Diagnostic labels have no real meaning in psychiatry, no matter which DSM diagnostic category they belong to. Every symptom, complaint and problem has to be deciphered on its own right, regardless of what diagnostic rubric it is subsumed under.
For example, if one is diagnosed as having depression, it is no big feat. Anyone with even the most elementary clinical sense and a modicum of intelligence can make that out if a person is listened to for even a few minutes. As far as psychopharmacology is concerned we treat all forms of depression with the same broad brush; the same psychopharmacological agents. When one goes to other diagnoses, like obsessions or disturbances of the periodicities of mood (various forms of manic-depressive illnesses), the story is exactly the same. Making the diagnosis is child's play.

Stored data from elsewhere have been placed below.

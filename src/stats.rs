//! Session win/loss/tie counters.

use crate::result::RoundOutcome;

/// Running counters for one game session.
///
/// Each counter is bumped exactly once per resolved round and never
/// decremented; the counters live as long as the [`Game`](crate::Game)
/// that owns them.
#[derive(Debug, Clone, Copy, Default, PartialEq, Eq)]
pub struct SessionStats {
    /// Rounds the player won.
    pub wins: u32,
    /// Rounds the player lost.
    pub losses: u32,
    /// Rounds that pushed.
    pub ties: u32,
}

impl SessionStats {
    /// Creates zeroed counters.
    #[must_use]
    pub const fn new() -> Self {
        Self {
            wins: 0,
            losses: 0,
            ties: 0,
        }
    }

    /// Records a resolved round.
    pub const fn record(&mut self, outcome: RoundOutcome) {
        match outcome {
            RoundOutcome::DealerBust | RoundOutcome::PlayerWin => self.wins += 1,
            RoundOutcome::PlayerBust | RoundOutcome::DealerWin => self.losses += 1,
            RoundOutcome::Push => self.ties += 1,
        }
    }

    /// Returns the total number of resolved rounds.
    #[must_use]
    pub const fn rounds(&self) -> u32 {
        self.wins + self.losses + self.ties
    }
}
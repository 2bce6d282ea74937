//! Card types and presentation identifiers.

use alloc::format;
use alloc::string::String;
use core::fmt;
use core::str::FromStr;

use crate::error::ParseCardError;

/// Card suit.
#[derive(Debug, Clone, Copy, PartialEq, Eq, Hash)]
pub enum Suit {
    /// Hearts.
    Hearts,
    /// Diamonds.
    Diamonds,
    /// Clubs.
    Clubs,
    /// Spades.
    Spades,
}

impl Suit {
    /// Returns the suit name as used in asset identifiers.
    #[must_use]
    pub const fn name(self) -> &'static str {
        match self {
            Self::Hearts => "Hearts",
            Self::Diamonds => "Diamonds",
            Self::Clubs => "Clubs",
            Self::Spades => "Spades",
        }
    }
}

impl fmt::Display for Suit {
    fn fmt(&self, f: &mut fmt::Formatter<'_>) -> fmt::Result {
        f.write_str(self.name())
    }
}

impl FromStr for Suit {
    type Err = ParseCardError;

    fn from_str(s: &str) -> Result<Self, Self::Err> {
        match s {
            "Hearts" => Ok(Self::Hearts),
            "Diamonds" => Ok(Self::Diamonds),
            "Clubs" => Ok(Self::Clubs),
            "Spades" => Ok(Self::Spades),
            _ => Err(ParseCardError::UnknownSuit),
        }
    }
}

/// A playing card.
#[derive(Debug, Clone, Copy, PartialEq, Eq, Hash)]
pub struct Card {
    /// The suit of the card.
    pub suit: Suit,
    /// The rank of the card (1 = Ace, 11 = Jack, 12 = Queen, 13 = King).
    pub rank: u8,
}

impl Card {
    /// Creates a new card.
    ///
    /// Note: This function does not validate the rank. Values outside 1..=13
    /// are accepted but may yield non-standard results when evaluating a hand.
    #[must_use]
    pub const fn new(suit: Suit, rank: u8) -> Self {
        Self { suit, rank }
    }

    /// Returns the rank symbol as used in asset identifiers ("A", "2".."10",
    /// "J", "Q", "K").
    #[must_use]
    pub const fn rank_symbol(self) -> &'static str {
        match self.rank {
            1 => "A",
            2 => "2",
            3 => "3",
            4 => "4",
            5 => "5",
            6 => "6",
            7 => "7",
            8 => "8",
            9 => "9",
            10 => "10",
            11 => "J",
            12 => "Q",
            13 => "K",
            _ => "?",
        }
    }

    /// Returns the stable image-asset identifier for this card.
    ///
    /// The identifier is of the form `{rank}_of_{suit}` and is what a
    /// presentation layer keys card artwork on.
    ///
    /// # Example
    ///
    /// ```
    /// use lonejack::{Card, Suit};
    ///
    /// let card = Card::new(Suit::Hearts, 1);
    /// assert_eq!(card.asset_id(), "A_of_Hearts");
    /// ```
    #[must_use]
    pub fn asset_id(self) -> String {
        format!("{}_of_{}", self.rank_symbol(), self.suit.name())
    }
}

impl fmt::Display for Card {
    fn fmt(&self, f: &mut fmt::Formatter<'_>) -> fmt::Result {
        write!(f, "{} of {}", self.rank_symbol(), self.suit)
    }
}

impl FromStr for Card {
    type Err = ParseCardError;

    /// Parses the asset-id form, e.g. `10_of_Spades`.
    fn from_str(s: &str) -> Result<Self, Self::Err> {
        let (rank, suit) = s
            .split_once("_of_")
            .ok_or(ParseCardError::MissingSeparator)?;

        let rank = match rank {
            "A" => 1,
            "J" => 11,
            "Q" => 12,
            "K" => 13,
            n => match n.parse::<u8>() {
                Ok(r @ 2..=10) => r,
                _ => return Err(ParseCardError::UnknownRank),
            },
        };

        Ok(Self::new(suit.parse()?, rank))
    }
}

/// Number of cards per deck.
pub const DECK_SIZE: usize = 52;

/// Asset identifier for the dealer's face-down hole card.
pub const FACE_DOWN_ASSET: &str = "back";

The difficulty is getting behind the diagnosis to figure out why the patient became depressed and what difficulties the patient is trying to master with the periodic mood shifts. What is the meaning of his obsessions and what contradictory impulses is the patient trying to express through his obsessive thinking and compulsive actions? These tasks, unfortunately, are not made easy, but become even more difficult when one must think through the foggy glasses of the multi-axial system.
In fact, once one makes a complete diagnosis with its impressive five or more lines, there is no motivation left to do anything more with patient's complaints. Now, even if one grants that the Axis I and the primary psychiatric diagnoses have some value, at least for the purpose of coding and billing, and as scaffolding for broadly conceptualizing patients' problems at gross level, the other Axes are totally useless if not outright harmful.

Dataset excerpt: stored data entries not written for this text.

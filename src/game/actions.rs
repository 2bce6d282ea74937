use crate::card::Card;
use crate::result::RoundOutcome;

use super::{Game, RoundState};

impl Game {
    /// Player action: Hit (draw a card).
    ///
    /// Returns the drawn card, or `None` if the round is not in progress or
    /// the deck is exhausted. Going over 21 ends the round as a bust; landing
    /// exactly on 21 does not auto-stand, the player must stand explicitly.
    pub fn hit(&self) -> Option<Card> {
        if *self.state.lock() != RoundState::InProgress {
            return None;
        }

        let card = self.draw()?;

        let mut player = self.player_hand.lock();
        player.add_card(card);
        let busted = player.is_bust();
        drop(player);

        if busted {
            self.finish_round(RoundOutcome::PlayerBust);
        }

        Some(card)
    }

    /// Player action: Stand (end the player turn).
    ///
    /// The dealer reveals the hole card, draws to 17, and the round is
    /// resolved by comparing final scores. Returns the outcome, or `None`
    /// if the round is not in progress.
    pub fn stand(&self) -> Option<RoundOutcome> {
        if *self.state.lock() != RoundState::InProgress {
            return None;
        }

        self.dealer_play();
        Some(self.resolve())
    }

    /// Compares final scores and completes the round.
    fn resolve(&self) -> RoundOutcome {
        let dealer_value = self.dealer_hand.lock().value();
        let player_value = self.player_hand.lock().value();

        let outcome = if dealer_value > 21 {
            RoundOutcome::DealerBust
        } else if dealer_value > player_value {
            RoundOutcome::DealerWin
        } else if dealer_value < player_value {
            RoundOutcome::PlayerWin
        } else {
            RoundOutcome::Push
        };

        self.finish_round(outcome);
        outcome
    }
}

Axis II, the personality disorders, have no specific psychopharmacological agents that alter them. As far as psychotherapy is concerned it is outright nonsense to say that the therapists use one form of psychotherapy for one personality disorder and something else for another.
Axis III is a joke among therapists. Only medical doctors are truly capable of filling that section correctly. No psychiatrist performs thorough physical examinations. When it comes to writing that section of the multi-axial system the only thing the psychiatrist does is throw in a couple of patient's medical problems as an afterthought. The medical problem to mention is the same as picking a rabbit out of a hat. No attention is ever given to it again.
Axis IV is even more ridiculous. Naming a couple of psychosocial stressors and guessing their severity doesn't have any meaning in actually comprehending the patient's real life situation. These factors cannot be captured in one or two lines. By declaring that the stressor is legal versus marital versus school based, has no relevance to how one approaches patients. Does saying it is a very severe stressor versus a moderately severe stressor change one's approach to handling the patient? Does any psychiatrist ever declare a patient has less than moderately severe stressors.
Axis V is a worthless apex other than knowing some broad markers like Medicare will object to paying for inpatient care unless the GAF score is less than 40. In fact, it is now a clinician's game to start with a ridiculously low initial GAF score and gradually peg it upwards on paper to show progress.
The multi-axial diagnostic system in psychiatry is the biggest hoax and monstrosity perpetrated upon mental patients by the American Psychiatric Association. It was done at the behest of the pharmaceutical industry and it has primarily benefited them. With the advent of the multi-axial system psychiatrists slowly but surely abandoned listening to patients beyond getting enough information to pigeon-hole them into the DSM multi-axial system and then start medicating him as if there is no tomorrow.